18 January 2012

SuperPAC Go!


As amusing as the Colbert SuperPac (sorry, the definitely not coordinating with Stephen Colbert Super PAC) is, and as ridiculous as some of the lax system of enforcement appears to be, I don't think this really points out a problem.

Or rather, what it points out is that we should just get rid of the pretext and let the candidates spend and coordinate money as it comes in (while external forces can always spend their own money). What the difference needs to be is transparency. We know, more or less, who is giving to these PACs. Same deal with campaigns.

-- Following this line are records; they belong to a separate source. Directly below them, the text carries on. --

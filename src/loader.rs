//! Locate, read and join the two source files.

use std::fs::File;
use std::io::Read;
use std::path::{Path, PathBuf};

use ahash::AHashMap;
use tracing::{debug, info, warn};

use crate::dataset::{Dataset, LoadReport};
use crate::error::{PipelineError, PipelineResult};
use crate::record::{
    flag, non_empty, parse_date, parse_store_id, RawSalesRow, RawStoreRow, SalesRecord,
    StoreAttributes,
};
use crate::schema::Schema;

/// Individually logged bad rows before switching to a running count.
const MAX_LOGGED_ERRORS: usize = 10;

/// Resolved locations of the sales and store files.
#[derive(Debug, Clone, PartialEq, Eq)]
pub struct SourcePaths {
    pub sales: PathBuf,
    pub stores: PathBuf,
}

/// Return the first candidate directory holding both files.
pub fn locate_sources(
    candidates: &[PathBuf],
    sales_file: &str,
    store_file: &str,
) -> PipelineResult<SourcePaths> {
    for dir in candidates {
        let sales = dir.join(sales_file);
        let stores = dir.join(store_file);
        debug!(dir = %dir.display(), "probing data directory");
        if sales.is_file() && stores.is_file() {
            info!(dir = %dir.display(), "using data directory");
            return Ok(SourcePaths { sales, stores });
        }
    }
    Err(PipelineError::DataUnavailable {
        attempted: candidates.to_vec(),
    })
}

/// Read both files from disk and build the joined dataset.
pub fn load_dataset(paths: &SourcePaths) -> PipelineResult<Dataset> {
    let sales = File::open(&paths.sales)?;
    let stores = File::open(&paths.stores)?;
    load_from_readers(sales, &paths.sales, stores, &paths.stores)
}

/// Build the dataset from any pair of readers.
///
/// `sales_path` and `stores_path` only label diagnostics.
pub fn load_from_readers<S: Read, T: Read>(
    sales: S,
    sales_path: &Path,
    stores: T,
    stores_path: &Path,
) -> PipelineResult<Dataset> {
    let mut sales_reader = csv_reader(sales);
    let mut store_reader = csv_reader(stores);

    let schema = Schema::from_headers(
        &sales_reader.headers()?.clone(),
        sales_path,
        &store_reader.headers()?.clone(),
        stores_path,
    )?;

    let mut report = LoadReport::default();
    let stores = read_store_table(&mut store_reader, &mut report)?;

    let mut records = Vec::new();
    for result in sales_reader.deserialize::<RawSalesRow>() {
        report.rows_read += 1;
        let raw = match result {
            Ok(raw) => raw,
            Err(e) => {
                report.unreadable_rows += 1;
                if report.unreadable_rows <= MAX_LOGGED_ERRORS {
                    warn!(error = %e, "skipping unreadable sales row");
                }
                continue;
            }
        };

        let Some(store) = raw.store.as_deref().and_then(parse_store_id) else {
            report.bad_store_id += 1;
            continue;
        };
        let Some(date) = raw.date.as_deref().and_then(parse_date) else {
            report.bad_date += 1;
            continue;
        };
        // Without an Open column every row counts as trading.
        let open = !schema.open || raw.open == Some(1.0);
        if !open {
            report.closed += 1;
            continue;
        }

        let attributes = match stores.get(&store) {
            Some(attrs) => attrs.clone(),
            None => {
                report.unmatched_store += 1;
                StoreAttributes::default()
            }
        };

        let sales = raw.sales.filter(|s| s.is_finite());
        if sales.is_some_and(|s| s < 0.0) {
            report.negative_sales += 1;
        }

        records.push(SalesRecord {
            store,
            date,
            sales,
            customers: raw
                .customers
                .filter(|c| c.is_finite() && *c >= 0.0)
                .map(|c| c as u64),
            open,
            promo: raw.promo.and_then(flag),
            day_of_week: raw
                .day_of_week
                .filter(|d| (1.0..=7.0).contains(d) && d.fract() == 0.0)
                .map(|d| d as u8),
            state_holiday: non_empty(raw.state_holiday),
            school_holiday: raw.school_holiday.and_then(flag),
            attributes,
        });
    }

    log_report(&report, records.len());
    Ok(Dataset::with_report(records, schema, report))
}

fn csv_reader<R: Read>(reader: R) -> csv::Reader<R> {
    csv::ReaderBuilder::new()
        .trim(csv::Trim::All)
        .flexible(true)
        .from_reader(reader)
}

fn read_store_table<R: Read>(
    reader: &mut csv::Reader<R>,
    report: &mut LoadReport,
) -> PipelineResult<AHashMap<i64, StoreAttributes>> {
    let mut stores = AHashMap::new();
    let mut unreadable = 0usize;

    for result in reader.deserialize::<RawStoreRow>() {
        let raw = match result {
            Ok(raw) => raw,
            Err(e) => {
                unreadable += 1;
                if unreadable <= MAX_LOGGED_ERRORS {
                    warn!(error = %e, "skipping unreadable store row");
                }
                continue;
            }
        };
        let Some(id) = raw.store.as_deref().and_then(parse_store_id) else {
            unreadable += 1;
            continue;
        };
        if stores.contains_key(&id) {
            // First entry wins so the join stays many-to-one.
            report.duplicate_store_rows += 1;
            continue;
        }
        stores.insert(id, StoreAttributes::from_raw(raw));
    }

    if unreadable > 0 {
        warn!("{} store rows could not be read", unreadable);
    }
    debug!(stores = stores.len(), "store table loaded");
    Ok(stores)
}

fn log_report(report: &LoadReport, kept: usize) {
    if report.unreadable_rows > MAX_LOGGED_ERRORS {
        warn!("Total unreadable sales rows: {}", report.unreadable_rows);
    }
    if report.bad_store_id > 0 {
        warn!("Dropped {} rows with an invalid store id", report.bad_store_id);
    }
    if report.bad_date > 0 {
        warn!("Dropped {} rows with an unparseable date", report.bad_date);
    }
    if report.duplicate_store_rows > 0 {
        warn!(
            "Ignored {} duplicate store-table rows",
            report.duplicate_store_rows
        );
    }
    if report.negative_sales > 0 {
        warn!("{} rows carry negative sales; kept as-is", report.negative_sales);
    }
    if report.unmatched_store > 0 {
        info!(
            "{} rows have no store-table entry; attributes left empty",
            report.unmatched_store
        );
    }
    info!(
        read = report.rows_read,
        closed = report.closed,
        kept,
        "sales table loaded"
    );
}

As far as the actual issues, I was not as alarmed as it appears most people were with the Citizens United decision that kicked all this fuss off. There are a number of reasons
1) It increased access to speech, not limited it to corporate money. Unions and non-profit corporations can now run advertisements all they want during elections. Corporations could always run advertising and editorials by purchasing media companies. Personally, freedom of speech generally should always trump freedom of press specifically. Limiting speech to powerful media corporations to determine the range of opinions and topics that are free for public consumption was never a good idea.
2) Money is speech. It is required to have funds to purchase airtime, distribute information, and so on. Occupy Wall Street type protest movements may be fun, but they also just ran out of money and hence, their speech is somewhat limited. Should people agree with their basic message, they could continue donating money to fund it. I would have no problem with that even if they used the money to pay for ads or tv slots agitating against the government or against particular members of it (or against particular corporations). That is their right to exercise said speech. I disagree with their proposed solutions in almost all cases, but they're at least on to something with topics like income inequality and corporate-government capture issues.
3) Corporations are legally speaking people, endowed with a particular set of protected rights by governments that observe their creation and destruction. But that wasn't the basis of SCOTUS's ruling in the first place. The basis was that the government isn't supposed to be in the business of restricting speech. Period. As a counter experiment, suppose we were to decide that the 4th amendment did not apply to corporations (as liberals wish the first amendment not to). This would mean that the private property of a corporate building, be it a factory or office building or warehouse, could be searched and seized without warrant or due process. And this could include, since many corporations have set aside storage and so forth for their employees' private property, that property as well. We are already strangely assenting to letting police search school property and confiscate goods belonging to students (usually illicit goods, but sometimes regular medication, etc). Is it next fine to do the same to employees at a private business? Back to the actual topic. Where is it okay then to restrict the speech of a collection of people? It is perhaps true that not all workers and employees will favor the same set of politics as the corporation and its masters direct. But at the moment, there is also no restriction for them to organise into unions and to use the union to publicize those views, or to give privately to opposing political organisations (Greenpeace or the ACLU for example).
4) Citizens United and Super PACs generally are a topic relating to election funding. Certainly most of the general public pays more attention to politics when there is an election ongoing. But. For example, I have encountered numerous people who knew nothing of the SOPA protests or even the bill itself until google went black on its site today, wikipedia went dark, and lots of people started posting links and strange photos on facebook. And this is with a Presidential election coming up later this year. Most people do not in fact pay much attention to politics as it actually happens. They have little desire to do so and spend little effort to do it. The actual machinery of governance that is troubled is not elections. It is legislating. Huge corporate lobbies are behind all manner of legislation. From SOPA to the health care bill to those stupid anti-Shariah law bills all over the country. I am not horribly troubled by this, in so far as they are involved in the process and air their objections or support for bills that come up. I am troubled when the actual bills are designed and written by said lobbies and rubber stamped by legislatures who don't spend much time actually considering the power they will wield with said bills. Most of Congress has little more of an understanding on how SOPA would work than they did with the PATRIOT act. This should be disturbing, far more so than the influence of corporations on what advertisements we see during an election campaign.

So while the Colbert bump against this sort of speech, and the attending ridiculous hoops we go through to make something at least mostly legal, is certainly amusing. And to many people hopefully enlightening in the manner and influence of money on politics, I'm not sure there's a conclusive end point to it either. It doesn't deal with the methods of regulation and sausage making involved in actually governing a country, which is where influence actually matters. Elections are like changing the drapes (and usually not even that. It's more like thinking about changing the drapes). Legislation is like ripping up the foundation and remodeling, by analogy. The useless focus on elections is overdone I should think as a result.